> _TRY IT_
Below are the records; count the lines that include the string "struct" and give only that number.

> _RAW DATA_
+++++

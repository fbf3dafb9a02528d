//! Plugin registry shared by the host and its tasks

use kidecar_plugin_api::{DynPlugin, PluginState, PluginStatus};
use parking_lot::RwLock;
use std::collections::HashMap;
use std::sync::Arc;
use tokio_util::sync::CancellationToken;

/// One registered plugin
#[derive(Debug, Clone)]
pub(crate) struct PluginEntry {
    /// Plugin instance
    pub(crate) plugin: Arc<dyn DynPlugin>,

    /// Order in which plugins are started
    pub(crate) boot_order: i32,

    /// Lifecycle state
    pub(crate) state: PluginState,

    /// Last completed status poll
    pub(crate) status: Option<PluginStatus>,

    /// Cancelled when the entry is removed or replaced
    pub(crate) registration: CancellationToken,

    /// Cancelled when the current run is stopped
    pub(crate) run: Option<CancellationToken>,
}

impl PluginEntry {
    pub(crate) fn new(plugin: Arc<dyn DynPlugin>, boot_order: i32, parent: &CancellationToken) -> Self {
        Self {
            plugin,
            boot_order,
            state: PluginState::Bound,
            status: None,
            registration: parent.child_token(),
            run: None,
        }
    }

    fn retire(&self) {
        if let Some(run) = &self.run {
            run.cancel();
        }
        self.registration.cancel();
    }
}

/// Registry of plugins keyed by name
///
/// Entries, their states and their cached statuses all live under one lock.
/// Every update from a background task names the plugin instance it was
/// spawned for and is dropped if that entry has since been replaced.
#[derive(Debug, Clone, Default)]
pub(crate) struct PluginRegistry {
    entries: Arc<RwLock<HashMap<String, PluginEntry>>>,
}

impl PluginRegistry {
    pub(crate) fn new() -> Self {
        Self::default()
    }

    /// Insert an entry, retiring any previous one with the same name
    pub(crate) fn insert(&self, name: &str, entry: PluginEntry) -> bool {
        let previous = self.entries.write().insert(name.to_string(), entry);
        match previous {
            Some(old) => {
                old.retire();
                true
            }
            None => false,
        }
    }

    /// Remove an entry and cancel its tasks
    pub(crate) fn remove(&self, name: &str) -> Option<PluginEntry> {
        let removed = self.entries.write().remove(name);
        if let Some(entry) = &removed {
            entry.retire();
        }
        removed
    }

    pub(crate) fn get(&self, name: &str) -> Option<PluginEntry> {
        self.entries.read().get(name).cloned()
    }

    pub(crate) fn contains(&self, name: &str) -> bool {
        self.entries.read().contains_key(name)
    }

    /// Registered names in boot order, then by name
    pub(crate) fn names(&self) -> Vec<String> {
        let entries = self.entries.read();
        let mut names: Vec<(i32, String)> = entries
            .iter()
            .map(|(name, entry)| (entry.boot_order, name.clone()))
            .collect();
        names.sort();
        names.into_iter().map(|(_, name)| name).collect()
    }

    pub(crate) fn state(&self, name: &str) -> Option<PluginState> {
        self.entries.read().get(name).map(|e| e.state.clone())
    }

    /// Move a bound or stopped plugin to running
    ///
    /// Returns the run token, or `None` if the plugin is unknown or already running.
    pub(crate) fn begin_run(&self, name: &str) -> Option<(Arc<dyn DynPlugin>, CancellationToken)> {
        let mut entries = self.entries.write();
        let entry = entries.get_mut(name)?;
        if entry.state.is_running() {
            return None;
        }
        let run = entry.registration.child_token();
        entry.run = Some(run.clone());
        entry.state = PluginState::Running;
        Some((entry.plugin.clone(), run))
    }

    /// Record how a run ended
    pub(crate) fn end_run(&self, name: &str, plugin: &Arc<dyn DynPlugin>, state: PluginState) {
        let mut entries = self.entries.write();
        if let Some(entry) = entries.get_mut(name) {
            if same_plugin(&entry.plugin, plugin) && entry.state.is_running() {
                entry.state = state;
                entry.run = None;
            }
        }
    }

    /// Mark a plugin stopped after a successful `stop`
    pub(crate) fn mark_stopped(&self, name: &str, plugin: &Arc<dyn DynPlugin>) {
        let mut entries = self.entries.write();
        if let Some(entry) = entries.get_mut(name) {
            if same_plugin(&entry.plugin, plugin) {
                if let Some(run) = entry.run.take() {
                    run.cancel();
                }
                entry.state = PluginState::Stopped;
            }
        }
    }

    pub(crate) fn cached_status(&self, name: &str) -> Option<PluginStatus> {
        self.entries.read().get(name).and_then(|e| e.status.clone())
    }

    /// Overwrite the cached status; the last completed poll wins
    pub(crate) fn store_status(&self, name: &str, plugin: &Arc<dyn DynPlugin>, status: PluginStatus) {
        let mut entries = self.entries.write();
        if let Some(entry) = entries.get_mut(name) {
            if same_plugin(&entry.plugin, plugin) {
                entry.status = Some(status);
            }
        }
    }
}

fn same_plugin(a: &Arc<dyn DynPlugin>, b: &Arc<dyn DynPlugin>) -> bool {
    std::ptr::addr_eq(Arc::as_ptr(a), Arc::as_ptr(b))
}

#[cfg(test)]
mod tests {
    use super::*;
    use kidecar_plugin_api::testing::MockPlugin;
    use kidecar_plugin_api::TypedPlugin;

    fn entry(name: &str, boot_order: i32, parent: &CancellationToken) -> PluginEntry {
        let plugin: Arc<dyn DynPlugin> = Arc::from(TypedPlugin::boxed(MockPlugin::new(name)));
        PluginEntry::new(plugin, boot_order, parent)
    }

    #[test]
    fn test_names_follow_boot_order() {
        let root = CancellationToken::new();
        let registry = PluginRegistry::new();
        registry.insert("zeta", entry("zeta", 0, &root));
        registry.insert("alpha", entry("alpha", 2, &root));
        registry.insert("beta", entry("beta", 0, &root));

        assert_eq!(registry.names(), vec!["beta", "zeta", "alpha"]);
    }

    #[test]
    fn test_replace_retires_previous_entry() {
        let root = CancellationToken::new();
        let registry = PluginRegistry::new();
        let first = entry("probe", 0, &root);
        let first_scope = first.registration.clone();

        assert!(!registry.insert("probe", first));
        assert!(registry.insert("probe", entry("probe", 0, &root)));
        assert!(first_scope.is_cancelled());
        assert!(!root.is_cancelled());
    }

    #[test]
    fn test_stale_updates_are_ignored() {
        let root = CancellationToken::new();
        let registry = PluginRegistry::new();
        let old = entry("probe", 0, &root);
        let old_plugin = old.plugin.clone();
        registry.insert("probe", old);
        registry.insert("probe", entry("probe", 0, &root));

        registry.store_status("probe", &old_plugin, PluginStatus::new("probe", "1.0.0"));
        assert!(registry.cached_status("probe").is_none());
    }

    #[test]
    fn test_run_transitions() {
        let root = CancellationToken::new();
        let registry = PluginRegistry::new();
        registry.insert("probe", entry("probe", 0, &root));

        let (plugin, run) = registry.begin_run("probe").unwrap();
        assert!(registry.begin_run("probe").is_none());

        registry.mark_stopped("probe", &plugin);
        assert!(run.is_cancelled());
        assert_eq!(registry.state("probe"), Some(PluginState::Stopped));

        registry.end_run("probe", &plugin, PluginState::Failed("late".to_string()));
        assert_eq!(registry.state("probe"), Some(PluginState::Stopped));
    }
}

+++++

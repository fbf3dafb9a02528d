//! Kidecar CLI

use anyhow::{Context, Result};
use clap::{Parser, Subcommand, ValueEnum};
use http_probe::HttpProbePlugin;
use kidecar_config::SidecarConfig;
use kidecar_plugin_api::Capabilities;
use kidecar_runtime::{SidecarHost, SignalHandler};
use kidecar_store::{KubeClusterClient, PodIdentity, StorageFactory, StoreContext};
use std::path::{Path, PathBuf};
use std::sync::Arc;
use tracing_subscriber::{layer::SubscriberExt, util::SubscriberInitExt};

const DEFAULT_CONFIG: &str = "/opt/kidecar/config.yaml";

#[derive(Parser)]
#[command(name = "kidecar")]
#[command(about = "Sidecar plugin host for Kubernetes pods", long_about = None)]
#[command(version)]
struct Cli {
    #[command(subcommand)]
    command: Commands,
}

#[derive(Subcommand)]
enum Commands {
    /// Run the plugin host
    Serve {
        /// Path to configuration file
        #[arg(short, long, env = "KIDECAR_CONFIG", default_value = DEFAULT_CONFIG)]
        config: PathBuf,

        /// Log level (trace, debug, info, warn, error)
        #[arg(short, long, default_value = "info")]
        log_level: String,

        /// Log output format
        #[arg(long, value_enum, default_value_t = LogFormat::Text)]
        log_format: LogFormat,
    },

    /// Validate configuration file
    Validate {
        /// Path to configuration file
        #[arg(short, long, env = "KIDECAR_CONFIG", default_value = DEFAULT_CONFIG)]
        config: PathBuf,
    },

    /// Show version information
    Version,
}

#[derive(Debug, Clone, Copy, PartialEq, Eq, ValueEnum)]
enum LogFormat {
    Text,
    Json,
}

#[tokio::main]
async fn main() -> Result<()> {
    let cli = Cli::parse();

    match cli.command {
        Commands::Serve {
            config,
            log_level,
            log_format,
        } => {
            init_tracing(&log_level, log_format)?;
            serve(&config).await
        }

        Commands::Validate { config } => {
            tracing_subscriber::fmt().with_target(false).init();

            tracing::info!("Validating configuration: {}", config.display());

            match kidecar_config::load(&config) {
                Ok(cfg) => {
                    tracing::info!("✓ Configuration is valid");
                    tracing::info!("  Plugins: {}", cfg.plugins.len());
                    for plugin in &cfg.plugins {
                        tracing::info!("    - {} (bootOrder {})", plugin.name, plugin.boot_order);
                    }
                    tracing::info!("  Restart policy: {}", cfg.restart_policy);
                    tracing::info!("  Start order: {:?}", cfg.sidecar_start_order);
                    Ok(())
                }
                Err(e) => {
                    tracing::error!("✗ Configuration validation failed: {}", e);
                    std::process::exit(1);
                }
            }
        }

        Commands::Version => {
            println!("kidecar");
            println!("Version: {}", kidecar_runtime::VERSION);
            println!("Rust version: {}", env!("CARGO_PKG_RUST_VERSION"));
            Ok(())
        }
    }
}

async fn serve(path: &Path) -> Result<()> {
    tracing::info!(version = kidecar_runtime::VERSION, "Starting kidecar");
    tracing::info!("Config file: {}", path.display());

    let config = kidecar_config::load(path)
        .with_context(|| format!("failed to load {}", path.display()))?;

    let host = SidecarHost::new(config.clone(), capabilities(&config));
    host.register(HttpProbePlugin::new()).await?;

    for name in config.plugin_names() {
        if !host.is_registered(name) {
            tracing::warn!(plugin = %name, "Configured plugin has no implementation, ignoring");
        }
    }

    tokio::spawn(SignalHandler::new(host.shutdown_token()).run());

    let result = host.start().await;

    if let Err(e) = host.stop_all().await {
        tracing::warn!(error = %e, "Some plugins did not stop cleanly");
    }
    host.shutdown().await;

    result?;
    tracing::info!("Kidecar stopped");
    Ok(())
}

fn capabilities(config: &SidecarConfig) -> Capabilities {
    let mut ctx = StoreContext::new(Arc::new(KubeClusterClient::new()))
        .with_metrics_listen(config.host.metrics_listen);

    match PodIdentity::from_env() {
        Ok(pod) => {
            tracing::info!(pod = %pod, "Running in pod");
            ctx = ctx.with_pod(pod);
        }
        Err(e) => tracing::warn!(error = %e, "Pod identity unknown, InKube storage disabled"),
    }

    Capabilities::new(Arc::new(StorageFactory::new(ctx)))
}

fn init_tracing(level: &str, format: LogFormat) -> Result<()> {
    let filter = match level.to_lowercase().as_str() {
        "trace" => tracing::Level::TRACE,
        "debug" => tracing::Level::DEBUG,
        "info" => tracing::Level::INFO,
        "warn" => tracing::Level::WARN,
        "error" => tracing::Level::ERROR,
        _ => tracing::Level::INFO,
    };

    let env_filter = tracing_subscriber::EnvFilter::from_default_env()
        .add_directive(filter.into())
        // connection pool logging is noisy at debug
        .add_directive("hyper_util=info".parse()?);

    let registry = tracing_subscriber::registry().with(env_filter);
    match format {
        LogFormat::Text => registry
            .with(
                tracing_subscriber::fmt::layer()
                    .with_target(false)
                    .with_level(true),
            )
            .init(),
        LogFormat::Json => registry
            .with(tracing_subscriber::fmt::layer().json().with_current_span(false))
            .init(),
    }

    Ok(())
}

+++++

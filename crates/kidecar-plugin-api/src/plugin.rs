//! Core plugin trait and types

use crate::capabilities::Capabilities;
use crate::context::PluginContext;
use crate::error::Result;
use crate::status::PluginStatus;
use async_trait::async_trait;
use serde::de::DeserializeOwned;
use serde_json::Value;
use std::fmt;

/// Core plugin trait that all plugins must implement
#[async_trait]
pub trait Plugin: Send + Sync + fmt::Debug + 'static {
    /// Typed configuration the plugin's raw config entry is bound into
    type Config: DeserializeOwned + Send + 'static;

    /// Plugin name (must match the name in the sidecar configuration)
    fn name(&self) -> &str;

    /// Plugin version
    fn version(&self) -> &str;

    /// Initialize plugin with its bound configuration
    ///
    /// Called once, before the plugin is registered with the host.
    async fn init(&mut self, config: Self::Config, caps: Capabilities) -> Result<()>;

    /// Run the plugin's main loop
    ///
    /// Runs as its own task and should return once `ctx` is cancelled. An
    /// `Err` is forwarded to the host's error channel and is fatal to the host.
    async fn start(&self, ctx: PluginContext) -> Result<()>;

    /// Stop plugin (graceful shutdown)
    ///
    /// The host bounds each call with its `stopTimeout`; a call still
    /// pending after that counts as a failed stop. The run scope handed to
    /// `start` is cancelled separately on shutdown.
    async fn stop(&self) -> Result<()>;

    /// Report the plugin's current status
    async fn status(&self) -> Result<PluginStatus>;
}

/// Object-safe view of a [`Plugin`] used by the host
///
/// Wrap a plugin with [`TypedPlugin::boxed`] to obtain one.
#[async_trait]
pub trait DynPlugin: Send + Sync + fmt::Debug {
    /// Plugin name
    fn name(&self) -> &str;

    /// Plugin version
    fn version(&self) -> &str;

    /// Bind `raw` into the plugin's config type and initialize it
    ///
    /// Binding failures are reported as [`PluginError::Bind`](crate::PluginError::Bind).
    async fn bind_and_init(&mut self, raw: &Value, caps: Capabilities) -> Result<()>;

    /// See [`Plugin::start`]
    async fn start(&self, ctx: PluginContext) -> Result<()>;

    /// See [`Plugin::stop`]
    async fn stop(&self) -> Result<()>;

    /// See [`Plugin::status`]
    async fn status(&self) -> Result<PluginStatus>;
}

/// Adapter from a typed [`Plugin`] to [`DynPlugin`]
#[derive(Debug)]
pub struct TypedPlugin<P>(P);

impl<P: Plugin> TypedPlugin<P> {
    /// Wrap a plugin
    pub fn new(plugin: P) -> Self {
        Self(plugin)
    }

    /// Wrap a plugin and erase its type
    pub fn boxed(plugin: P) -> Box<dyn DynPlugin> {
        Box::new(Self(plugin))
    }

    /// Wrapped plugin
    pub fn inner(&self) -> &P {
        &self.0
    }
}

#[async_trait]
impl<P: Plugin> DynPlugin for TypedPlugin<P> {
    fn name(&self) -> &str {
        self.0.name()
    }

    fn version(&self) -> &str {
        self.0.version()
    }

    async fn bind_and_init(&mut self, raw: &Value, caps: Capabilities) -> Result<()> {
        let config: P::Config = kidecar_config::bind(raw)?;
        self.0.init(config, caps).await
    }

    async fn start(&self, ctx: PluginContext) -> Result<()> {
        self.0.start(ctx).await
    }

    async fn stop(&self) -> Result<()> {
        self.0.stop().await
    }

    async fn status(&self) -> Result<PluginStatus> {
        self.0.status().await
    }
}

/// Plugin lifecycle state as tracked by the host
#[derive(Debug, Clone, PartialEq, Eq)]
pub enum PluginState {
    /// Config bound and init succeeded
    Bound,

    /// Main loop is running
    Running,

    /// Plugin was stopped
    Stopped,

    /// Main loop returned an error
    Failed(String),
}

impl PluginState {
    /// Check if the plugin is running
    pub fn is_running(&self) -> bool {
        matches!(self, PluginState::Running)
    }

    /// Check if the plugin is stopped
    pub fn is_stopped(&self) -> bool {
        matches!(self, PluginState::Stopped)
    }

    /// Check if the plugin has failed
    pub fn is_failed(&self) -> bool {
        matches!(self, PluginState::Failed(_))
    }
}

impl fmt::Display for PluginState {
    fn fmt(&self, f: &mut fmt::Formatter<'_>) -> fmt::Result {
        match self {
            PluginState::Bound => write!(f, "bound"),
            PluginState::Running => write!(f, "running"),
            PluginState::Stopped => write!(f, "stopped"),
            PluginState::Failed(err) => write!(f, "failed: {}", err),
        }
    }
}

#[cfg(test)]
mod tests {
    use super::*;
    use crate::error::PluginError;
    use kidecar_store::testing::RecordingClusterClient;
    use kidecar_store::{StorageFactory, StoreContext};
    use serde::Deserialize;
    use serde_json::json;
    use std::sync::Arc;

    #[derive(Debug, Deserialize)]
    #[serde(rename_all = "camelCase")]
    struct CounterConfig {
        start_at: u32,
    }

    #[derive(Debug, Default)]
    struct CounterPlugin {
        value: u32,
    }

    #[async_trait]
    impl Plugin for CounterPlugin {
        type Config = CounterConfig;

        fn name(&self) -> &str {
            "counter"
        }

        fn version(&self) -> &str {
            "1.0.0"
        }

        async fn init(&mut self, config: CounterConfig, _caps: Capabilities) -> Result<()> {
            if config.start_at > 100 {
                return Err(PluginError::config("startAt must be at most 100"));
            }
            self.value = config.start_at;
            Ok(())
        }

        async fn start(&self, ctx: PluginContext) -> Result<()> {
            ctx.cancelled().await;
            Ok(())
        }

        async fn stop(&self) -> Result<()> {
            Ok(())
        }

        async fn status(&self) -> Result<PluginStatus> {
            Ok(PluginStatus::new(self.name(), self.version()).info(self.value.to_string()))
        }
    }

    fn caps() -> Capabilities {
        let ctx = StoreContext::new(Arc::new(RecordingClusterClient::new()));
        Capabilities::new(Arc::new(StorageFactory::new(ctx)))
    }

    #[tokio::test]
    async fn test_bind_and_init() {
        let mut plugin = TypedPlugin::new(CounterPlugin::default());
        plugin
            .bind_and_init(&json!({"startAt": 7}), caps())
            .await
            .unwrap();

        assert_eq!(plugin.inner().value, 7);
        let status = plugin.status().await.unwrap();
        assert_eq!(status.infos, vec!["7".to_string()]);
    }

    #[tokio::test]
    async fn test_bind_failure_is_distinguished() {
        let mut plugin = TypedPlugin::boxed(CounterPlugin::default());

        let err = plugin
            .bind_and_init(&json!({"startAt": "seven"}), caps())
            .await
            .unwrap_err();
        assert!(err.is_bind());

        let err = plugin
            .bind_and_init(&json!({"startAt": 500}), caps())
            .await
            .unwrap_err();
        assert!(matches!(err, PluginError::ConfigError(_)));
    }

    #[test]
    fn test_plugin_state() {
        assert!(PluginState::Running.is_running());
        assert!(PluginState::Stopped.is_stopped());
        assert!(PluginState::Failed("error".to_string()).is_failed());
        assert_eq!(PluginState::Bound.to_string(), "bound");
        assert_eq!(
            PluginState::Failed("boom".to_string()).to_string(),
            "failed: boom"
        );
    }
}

+++++

> _ANSWER TO THIS EXERCISE_
6